On account of the employment, he always needs to change identities, like a master of disguise, a chameleon, in order to protect himself. Nevertheless, not until shadowing John Kwang—a Korean American candidate for New York’s mayoral position—does Henry waver and begin to question his life and himself. Kwang actually becomes a special person. According to John Whittier Treat, Kwang for Henry is a role model who “can admire as well as battle, because Kwang is to all appearances a perfectly assimilated Korean American” (339). Henry also longs to be a well-assimilated American, just as his father wishes him to be. He struggles to learn English well, enters a good university, and marries a white woman and has a lovely
Korean-Caucasian son, all of which help him maintain the image of a model minority
until the demise of his son. The son’s passing away, according to what Lee explains in his interview with Belluck, stands for the end of “a way of thinking about the future,”

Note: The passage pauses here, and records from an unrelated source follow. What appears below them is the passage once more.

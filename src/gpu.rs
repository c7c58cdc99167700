// --- File: gpu.rs ---
use crate::buffer::Slot;
use crate::constants::WORKGROUP_SIZE;
use crate::device::{ComputeDevice, DispatchMode};
use crate::error::{SimError, SimResult};
use crate::grid::{Cell, Grid};
use bytemuck::{Pod, Zeroable};
use wgpu::util::DeviceExt;

// --- GPU Data Structures ---

// Must match `Params` in the kernel.
#[repr(C)]
#[derive(Copy, Clone, Debug, Pod, Zeroable)]
struct KernelParams {
    resolution: u32,
    running: u32,
    _padding: [u32; 2],
}

/// Kernel bundled with the binary: Conway's rules on the alive channel.
pub const LIFE_KERNEL: &str = include_str!("shaders/life.wgsl");

/// Compute device backed by two wgpu storage buffers.
///
/// The kernel source must declare `@compute fn main` with
/// `@group(0) @binding(0) var<uniform> params: Params`,
/// `@binding(1) var<storage, read> source_cells: array<Cell>` and
/// `@binding(2) var<storage, read_write> target_cells: array<Cell>`.
pub struct GpuDevice {
    device: wgpu::Device,
    queue: wgpu::Queue,
    pipeline: wgpu::ComputePipeline,
    cell_buffers: [wgpu::Buffer; 2],
    staging_buffer: wgpu::Buffer,
    params_buffer: wgpu::Buffer,
    // Indexed by the source slot: [front -> back, back -> front]
    bind_groups: [wgpu::BindGroup; 2],
    resolution: u32,
    adapter_info: wgpu::AdapterInfo,
}

impl GpuDevice {
    pub fn new(resolution: u32, kernel_source: &str) -> SimResult<Self> {
        pollster::block_on(Self::new_async(resolution, kernel_source))
    }

    pub async fn new_async(resolution: u32, kernel_source: &str) -> SimResult<Self> {
        let instance = wgpu::Instance::default();

        let adapter = instance
            .request_adapter(&wgpu::RequestAdapterOptions {
                power_preference: wgpu::PowerPreference::HighPerformance,
                compatible_surface: None,
                force_fallback_adapter: false,
            })
            .await
            .ok_or(SimError::AdapterNotFound)?;
        let adapter_info = adapter.get_info();
        log::info!("Using adapter {} ({:?})", adapter_info.name, adapter_info.backend);

        let (device, queue) = adapter
            .request_device(
                &wgpu::DeviceDescriptor {
                    label: Some("Gridstep Device"),
                    required_features: wgpu::Features::empty(),
                    required_limits: wgpu::Limits::default(),
                    memory_hints: wgpu::MemoryHints::Performance,
                },
                None,
            )
            .await?;

        let cell_count = (resolution as usize) * (resolution as usize);
        let buffer_size = (cell_count * std::mem::size_of::<Cell>()) as wgpu::BufferAddress;
        check_limits(&device.limits(), cell_count, buffer_size)?;

        // Kernel and resource errors are collected here rather than
        // reaching wgpu's default handler, which panics.
        device.push_error_scope(wgpu::ErrorFilter::OutOfMemory);
        device.push_error_scope(wgpu::ErrorFilter::Validation);

        let shader = device.create_shader_module(wgpu::ShaderModuleDescriptor {
            label: Some("Transition Kernel Module"),
            source: wgpu::ShaderSource::Wgsl(kernel_source.into()),
        });

        // --- Create Buffers ---

        let make_cell_buffer = |label: &str| {
            device.create_buffer(&wgpu::BufferDescriptor {
                label: Some(label),
                size: buffer_size,
                usage: wgpu::BufferUsages::STORAGE
                    | wgpu::BufferUsages::COPY_DST
                    | wgpu::BufferUsages::COPY_SRC,
                mapped_at_creation: false,
            })
        };
        let cell_buffers = [
            make_cell_buffer("Front Cell Buffer"),
            make_cell_buffer("Back Cell Buffer"),
        ];

        let staging_buffer = device.create_buffer(&wgpu::BufferDescriptor {
            label: Some("Cell Readback Buffer"),
            size: buffer_size,
            usage: wgpu::BufferUsages::MAP_READ | wgpu::BufferUsages::COPY_DST,
            mapped_at_creation: false,
        });

        let params = KernelParams {
            resolution,
            running: 0,
            _padding: [0; 2],
        };
        let params_buffer = device.create_buffer_init(&wgpu::util::BufferInitDescriptor {
            label: Some("Kernel Params Buffer"),
            contents: bytemuck::bytes_of(&params),
            usage: wgpu::BufferUsages::UNIFORM | wgpu::BufferUsages::COPY_DST,
        });

        // --- Bind Groups ---

        let storage_entry = |binding: u32, read_only: bool| wgpu::BindGroupLayoutEntry {
            binding,
            visibility: wgpu::ShaderStages::COMPUTE,
            ty: wgpu::BindingType::Buffer {
                ty: wgpu::BufferBindingType::Storage { read_only },
                has_dynamic_offset: false,
                min_binding_size: None,
            },
            count: None,
        };
        let bind_group_layout = device.create_bind_group_layout(&wgpu::BindGroupLayoutDescriptor {
            label: Some("Kernel Bind Group Layout"),
            entries: &[
                wgpu::BindGroupLayoutEntry {
                    binding: 0,
                    visibility: wgpu::ShaderStages::COMPUTE,
                    ty: wgpu::BindingType::Buffer {
                        ty: wgpu::BufferBindingType::Uniform,
                        has_dynamic_offset: false,
                        min_binding_size: None,
                    },
                    count: None,
                },
                storage_entry(1, true),
                storage_entry(2, false),
            ],
        });

        let make_bind_group = |label: &str, source: &wgpu::Buffer, target: &wgpu::Buffer| {
            device.create_bind_group(&wgpu::BindGroupDescriptor {
                label: Some(label),
                layout: &bind_group_layout,
                entries: &[
                    wgpu::BindGroupEntry {
                        binding: 0,
                        resource: params_buffer.as_entire_binding(),
                    },
                    wgpu::BindGroupEntry {
                        binding: 1,
                        resource: source.as_entire_binding(),
                    },
                    wgpu::BindGroupEntry {
                        binding: 2,
                        resource: target.as_entire_binding(),
                    },
                ],
            })
        };
        let bind_groups = [
            make_bind_group("Front->Back Bind Group", &cell_buffers[0], &cell_buffers[1]),
            make_bind_group("Back->Front Bind Group", &cell_buffers[1], &cell_buffers[0]),
        ];

        let pipeline_layout = device.create_pipeline_layout(&wgpu::PipelineLayoutDescriptor {
            label: Some("Kernel Pipeline Layout"),
            bind_group_layouts: &[&bind_group_layout],
            push_constant_ranges: &[],
        });

        let pipeline = device.create_compute_pipeline(&wgpu::ComputePipelineDescriptor {
            label: Some("Transition Kernel Pipeline"),
            layout: Some(&pipeline_layout),
            module: &shader,
            entry_point: Some("main"),
            compilation_options: wgpu::PipelineCompilationOptions::default(),
            cache: None,
        });

        let setup = pop_error_scope(&device, "kernel setup").await;
        let allocation = pop_error_scope(&device, "buffer allocation").await;
        setup?;
        allocation?;

        Ok(Self {
            device,
            queue,
            pipeline,
            cell_buffers,
            staging_buffer,
            params_buffer,
            bind_groups,
            resolution,
            adapter_info,
        })
    }

    pub fn adapter_info(&self) -> &wgpu::AdapterInfo {
        &self.adapter_info
    }

    fn cell_count(&self) -> usize {
        (self.resolution as usize) * (self.resolution as usize)
    }

    fn check_len(&self, actual: usize) -> SimResult<()> {
        if actual != self.cell_count() {
            return Err(SimError::SizeMismatch {
                expected: self.cell_count(),
                actual,
            });
        }
        Ok(())
    }
}

fn check_limits(
    limits: &wgpu::Limits,
    cell_count: usize,
    buffer_size: wgpu::BufferAddress,
) -> SimResult<()> {
    let workgroups = (cell_count as u64).div_ceil(WORKGROUP_SIZE as u64);
    if workgroups > limits.max_compute_workgroups_per_dimension as u64 {
        return Err(SimError::Device(format!(
            "{} cells need {} workgroups, device allows {}",
            cell_count, workgroups, limits.max_compute_workgroups_per_dimension
        )));
    }
    let max_binding = (limits.max_storage_buffer_binding_size as u64).min(limits.max_buffer_size);
    if buffer_size > max_binding {
        return Err(SimError::Device(format!(
            "cell buffer of {} bytes exceeds the device limit of {} bytes",
            buffer_size, max_binding
        )));
    }
    Ok(())
}

async fn pop_error_scope(device: &wgpu::Device, stage: &str) -> SimResult<()> {
    match device.pop_error_scope().await {
        Some(err) => Err(SimError::Device(format!("{}: {}", stage, err))),
        None => Ok(()),
    }
}

impl ComputeDevice for GpuDevice {
    fn upload(&mut self, slot: Slot, grid: &Grid) -> SimResult<()> {
        self.check_len(grid.len())?;
        self.queue.write_buffer(
            &self.cell_buffers[slot.index()],
            0,
            bytemuck::cast_slice(grid.cells()),
        );
        Ok(())
    }

    fn dispatch(&mut self, source: Slot, target: Slot, mode: DispatchMode) -> SimResult<()> {
        if source == target {
            return Err(SimError::Device(
                "dispatch source and target must differ".into(),
            ));
        }
        let params = KernelParams {
            resolution: self.resolution,
            running: mode.is_running() as u32,
            _padding: [0; 2],
        };
        self.device.push_error_scope(wgpu::ErrorFilter::Validation);
        self.queue
            .write_buffer(&self.params_buffer, 0, bytemuck::bytes_of(&params));

        let mut encoder = self
            .device
            .create_command_encoder(&wgpu::CommandEncoderDescriptor {
                label: Some("Kernel Encoder"),
            });
        {
            let mut pass = encoder.begin_compute_pass(&wgpu::ComputePassDescriptor {
                label: Some("Kernel Pass"),
                timestamp_writes: None,
            });
            pass.set_pipeline(&self.pipeline);
            pass.set_bind_group(0, &self.bind_groups[source.index()], &[]);
            let workgroups = (self.cell_count() as u32).div_ceil(WORKGROUP_SIZE);
            pass.dispatch_workgroups(workgroups, 1, 1);
        }
        // Submitted, not awaited. The next fetch waits for it.
        self.queue.submit(Some(encoder.finish()));
        pollster::block_on(pop_error_scope(&self.device, "dispatch"))?;
        log::debug!("gpu dispatch {:?} {:?} -> {:?}", mode, source, target);
        Ok(())
    }

    fn fetch(&mut self, slot: Slot, out: &mut Grid) -> SimResult<()> {
        self.check_len(out.len())?;
        let size = self.staging_buffer.size();
        let mut encoder = self
            .device
            .create_command_encoder(&wgpu::CommandEncoderDescriptor {
                label: Some("Readback Encoder"),
            });
        encoder.copy_buffer_to_buffer(
            &self.cell_buffers[slot.index()],
            0,
            &self.staging_buffer,
            0,
            size,
        );
        self.queue.submit(Some(encoder.finish()));

        let buffer_slice = self.staging_buffer.slice(..);
        let (tx, rx) = std::sync::mpsc::channel();
        buffer_slice.map_async(wgpu::MapMode::Read, move |result| {
            let _ = tx.send(result);
        });
        let _ = self.device.poll(wgpu::Maintain::Wait);
        rx.recv()
            .map_err(|_| SimError::Device("readback callback dropped".into()))??;

        let copied = {
            let data = buffer_slice.get_mapped_range();
            out.copy_from(bytemuck::cast_slice(&data[..]))
        };
        self.staging_buffer.unmap();
        copied?;
        log::debug!("gpu fetch {:?}", slot);
        Ok(())
    }

    fn commit(&mut self, slot: Slot, index: usize, cell: Cell) -> SimResult<()> {
        if index >= self.cell_count() {
            let n = self.resolution as usize;
            return Err(SimError::OutOfBounds {
                x: (index / n) as u32,
                y: (index % n) as u32,
                resolution: self.resolution,
            });
        }
        let offset = (index * std::mem::size_of::<Cell>()) as wgpu::BufferAddress;
        self.queue.write_buffer(
            &self.cell_buffers[slot.index()],
            offset,
            bytemuck::bytes_of(&cell),
        );
        Ok(())
    }
}


// --- End of File: gpu.rs ---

compelling Henry into a messy life. Nevertheless, after knowing Kwang, his humanity seems to awake gradually. At the same time, he holds a different view concerning identity.
In this chapter, I will dwell on Henry’s query of identity problem and the process of his Bildung. As Tina Chen points out,
Henry experiences as a Korean American whose American birth does not preclude his grappling with linguistic fluency and a cultural legacy of silence; as a man who woos his speech therapist wife without truly
fathoming the mysteries of how to make himself heard and understood; and as a spy whose professional success is predicated upon his ability to
impersonate someone else, to speak a story not his own. (639)
Sandwiched between Korean and American cultures, Henry struggles to be identified as a native, only at the expense of his self. His problem lies in the loss of selfhood.
Accordingly, in the latter part of the chapter, my concern will focus on the influence of linguistic identity to Henry and how he goes through a process of development from his spy assignment and encounter with Kwang.